By Mark A Leon
“Enjoy life one bite at a time.” – Executive Chef Marc Collins
For a quarter-century, Chef Marc Collins has quietly helmed one of Charleston, South Carolina’s most storied dining rooms, turning Circa 1886 into a repository of memory as much as a place for dining. His tenure — now 25 years strong — reads like a study in adaptation: a chef continually interrogating tradition, reweaving it into thoughtful service, and nudging Charleston’s palate forward without discarding the past.
Collins arrived in Charleston after a decade in Texas and a career turn that took him through luxury hotels and culinary tests. From the beginning, he resisted easy labels. “I was never pigeonholed her,” he said, describing the freedom that let him explore the region’s culinary lineage. That exploration turned into a deliberate program: research old cookbooks, consult historians and millers, and map South Carolina’s flavors into a menu that reads like a local history lesson.

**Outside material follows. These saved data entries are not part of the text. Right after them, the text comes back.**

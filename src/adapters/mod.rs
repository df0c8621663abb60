//! Layer 5: Adapters
//!
//! # Purpose
//!
//! This layer exposes the execution modes built on top of the engine:
//! - Batch: one forecast from a complete series
//! - Online: a forecast per new value over a sliding window
//!
//! # Architecture
//!
//! ```text
//! Layer 6: API
//!   ↓
//! Layer 5: Adapters ← You are here
//!   ↓
//! Layer 4: Engine
//!   ↓
//! Layer 3: Algorithms
//!   ↓
//! Layer 2: Math
//!   ↓
//! Layer 1: Primitives
//! ```

/// One-shot forecasting over a complete series.
pub mod batch;

/// Sliding-window forecasting.
pub mod online;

The result is neither museum nor gimmick. At the beginning of his tenure eat Circa 1886, Collins engineered a four‑quadrant approach that traces the state’s major influences — Native American, European, African and the evolving contemporary South — then translated those threads into seasonal tasting menus and a la carte offerings that invite sharing and curiosity. “We need to tell the story of South Carolina in the food,” he told guests, a phrase that has guided both ingredient choices and presentation.
That storytelling found its most practical expression in a menu format that responds to modern diners’ habits. Rather than a rigid tasting menu or a traditional entrée structure, Circa 1886 now offers two tasting menus named for peninsula rivers alongside a smaller a la carte selection. Collins’ innovation: encourage couples or small parties to each order a tasting so they can share a broader range of dishes without committing to a single, long tasting service. The approach has proven popular: roughly 40–50 percent of diners are opting into the tasting experience, Collins noted, giving the kitchen license to experiment without alienating guests.

Collins’ process is methodical and collaborative. He draws on local experts — historians, millers like those at Anson Mills, and cooks steeped in Lowcountry practice — and he adapts to supply realities. “Because we try to use locally-sourced ingredients, we have to constantly evolve the menu,” he said, describing the logistical tightrope of sourcing seasonal produce in a climate increasingly governed by unpredictable weather. That reality has pushed Circa 1886 toward agility: small, frequent menu changes instead of the old model of wholesale overhauls.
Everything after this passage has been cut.